In my mind, the goodbye to O-line coach Joe Philbin is similarly questionable. By pasting over several major multi-week injuries to the usual starters along the line with an unproven rookie, a 41-year-old who can barely walk, and a guard who couldn’t beat Connor Williams for a starting role a year ago, Philbin deserves a ton of credit. The line played pretty great this year. At least in pass pro. I can’t imagine anyone coming in here and doing any better.
However, due to the front office’s shameful money management, you can’t cut the mostly washed $16M running back or the $40M (that, one should remember, should have been $25M three years ago) quarterback, so somebody has to wear the noose.
The departure of Philbin and Assistant Head Coach Rob Davis, both essentially career-long “McCarthy guys,” the latter being referred to by the Cowboys HC as his “best friend,” don’t seem to point to those decisions being made by McCarthy himself. Which means, as one might expect, that Jerruh is making the moves without McCarthy’s approval, much like he did by naming Kellen Moore OC before even hiring Big Mike three years ago.
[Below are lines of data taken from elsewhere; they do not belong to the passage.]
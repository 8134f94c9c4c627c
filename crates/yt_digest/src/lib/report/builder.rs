use crate::{
    llm::{config::LlmConfig, Summarizer},
    yt::{transcript::TranscriptFetcher, CaptionSource, SubscriptionFeed},
    ReportGenerator,
};

pub struct ReportBuilder<F = (), S = (), C = ()> {
    feed: F,
    summarizer: S,
    caption_source: C,
    config: LlmConfig,
    languages: Vec<String>,
    videos: Vec<String>,
}

impl ReportBuilder {
    pub fn new(config: LlmConfig) -> Self {
        Self {
            feed: (),
            summarizer: (),
            caption_source: (),
            config,
            languages: Vec::new(),
            videos: Vec::new(),
        }
    }
}

impl<F, S, C> ReportBuilder<F, S, C> {
    pub fn feed<F2: SubscriptionFeed + Send + Sync + 'static>(
        self,
        feed: F2,
    ) -> ReportBuilder<F2, S, C> {
        ReportBuilder {
            feed,
            summarizer: self.summarizer,
            caption_source: self.caption_source,
            config: self.config,
            languages: self.languages,
            videos: self.videos,
        }
    }

    pub fn summarizer<S2: Summarizer + Send + Sync + 'static>(
        self,
        summarizer: S2,
    ) -> ReportBuilder<F, S2, C> {
        ReportBuilder {
            feed: self.feed,
            summarizer,
            caption_source: self.caption_source,
            config: self.config,
            languages: self.languages,
            videos: self.videos,
        }
    }

    pub fn caption_source<C2: CaptionSource + Send + Sync + 'static>(
        self,
        caption_source: C2,
    ) -> ReportBuilder<F, S, C2> {
        ReportBuilder {
            feed: self.feed,
            summarizer: self.summarizer,
            caption_source,
            config: self.config,
            languages: self.languages,
            videos: self.videos,
        }
    }

    /// Preferred caption languages, in order
    pub fn languages<L: Into<String>>(mut self, languages: impl IntoIterator<Item = L>) -> Self {
        self.languages = languages.into_iter().map(Into::into).collect();
        self
    }

    /// Video URLs or ids to transcribe and summarize alongside the updates
    pub fn videos<V: Into<String>>(mut self, videos: impl IntoIterator<Item = V>) -> Self {
        self.videos = videos.into_iter().map(Into::into).collect();
        self
    }
}

impl<F, S, C> ReportBuilder<F, S, C>
where
    F: SubscriptionFeed + Send + Sync + 'static,
    S: Summarizer + Send + Sync + 'static,
    C: CaptionSource + Send + Sync + 'static,
{
    pub fn build(self) -> ReportGenerator<F, S, C> {
        ReportGenerator {
            feed: self.feed,
            summarizer: self.summarizer,
            fetcher: TranscriptFetcher::new(self.caption_source).with_languages(self.languages),
            config: self.config,
            videos: self.videos,
        }
    }
}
It’s a reminder that ultimately it doesn’t matter who’s hired to run drills during practice or call plays from the sideline, because there’s one position that other teams often choose to shake up that will never change here, that of the general manager. The man who has been in charge for the last three decades will — likely by some Satanic, virgin blood-fueled, life-extending soul-exchanging contract — still be in charge for the next three decades. So Moore, McCarthy, Sean Payton, whatever. It’s never gonna change.